C'est à nous de rechercher quel degré de pauvreté, même extérieure, la volonté divine demande de nous. Et si notre état de vie ne demande pas la pauvreté extérieure absolue, il reste à pratiquer la pauvreté spiri­tuelle, le détachement qui forme la première béatitude promulguée par Notre-Seigneur: «Bienheureux les pauvres en esprit, parce que le royau­me de Dieu leur appartient». Il reste aussi la pauvreté intérieure, le déta­chement du moi, de la volonté propre, de l'amour-propre, le don de tout nous-même à Notre-Seigneur, à sa volonté, à sa direction, manifestée par notre règle de vie et par sa Providence.

La sainte visitandine, Marguerite-Marie nous dit, sous l'inspiration du Sacré-Cœur, que l'âme la plus dénuée et la plus dépouillée de tout possédera davantage le Cœur de Jésus et trouvera en lui la paix et le bonheur.

O heureuse pauvreté! Béni soit le jour où, nous voyant parfaitement dégagés de tout le terrestre, nous serons riches de Notre-Seigneur, de sa vie en nous, de son Cœur divin, vivant et régnant en nos cœurs.

Résolutions. - Pour gagner le Cœur tout aimable de Jésus, dit Marguerite-Marie, il faut l'imiter dans sa pauvreté, nous laissant don­ner ou ôter les choses, comme si nous étions morts ou insensibles à tout; nous regardant comme des pauvres et songeant que si on nous dépouil­lait de tout, on ne nous ferait pas d'injustice (Sa Vie, p. 14).
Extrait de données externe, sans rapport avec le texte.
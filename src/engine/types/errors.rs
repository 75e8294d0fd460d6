use thiserror::Error;

use super::TypeTag;

#[derive(Debug, Error)]
pub enum TypeError {
    #[error("Unknown column type: {0}")]
    UnknownType(String),

    #[error("Column {column} expects {expected} but got {found}")]
    Mismatch {
        column: usize,
        expected: TypeTag,
        found: &'static str,
    },

    #[error("Cannot convert {literal} to {expected}")]
    InvalidLiteral { expected: TypeTag, literal: String },

    #[error("Timestamp nanos out of range: {seconds}.{nanos}")]
    InvalidTimestamp { seconds: i64, nanos: u32 },

    #[error("Invalid schema: {0}")]
    InvalidSchema(String),
}
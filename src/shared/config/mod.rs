mod errors;
mod model;
mod source;

#[cfg(test)]
mod model_test;

use once_cell::sync::Lazy;
use std::sync::Arc;

pub use errors::ConfigError;
pub use model::{ExecutorConfig, LoggingConfig, PageConfig, Settings, load_settings};
pub use source::{ConfigDiff, ConfigSource, TaskReport, TaskSource};

/// Process-wide engine settings, loaded on first use.
pub static CONFIG: Lazy<Arc<Settings>> =
    Lazy::new(|| Arc::new(load_settings().expect("Failed to load configuration")));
Colloque avec Jésus-Eucharistie.

28 Juin
Le cœur de Jésus dans l'eucharistie:
son obéissance

Interea rogabant eum discipuli dicen­tes: Rabbi, manduca. Ille autem dicit eis: Ego cibum habeo manducare, quem vos nescitis. Dicebant ergo discipuli ad invi­cem: Numquid aliquis attulit ei manduca­re? dicit illis Jésus: Meus cibus est ut fa­ciam voluntatem ejus qui misit me (S. Joan, 4, 34).

Cependant ses disciples lui disaient: Maître, mangez. Il leur répondit: J'ai une nourriture à manger que vous ne connais­sez pas. Ils se disaient donc entre eux: Est-ce que quelqu'un lui a apporté à man­ger? Jésus leur dit: ma nourriture est de faire la volonté de celui qui m'a envoyé (S. Jean, 4, 34).

1er Prélude. Pour Jésus, obéir et faire la volonté de son Père, c'est sa nourriture, son repos, sa gloire, sa béatitude et toute sa vie.

2e Prélude. Il ne fait pas autre chose dans l'Eucharistie. Il obéit aux hommes parce que son Père l'a donné à eux pour leur salut.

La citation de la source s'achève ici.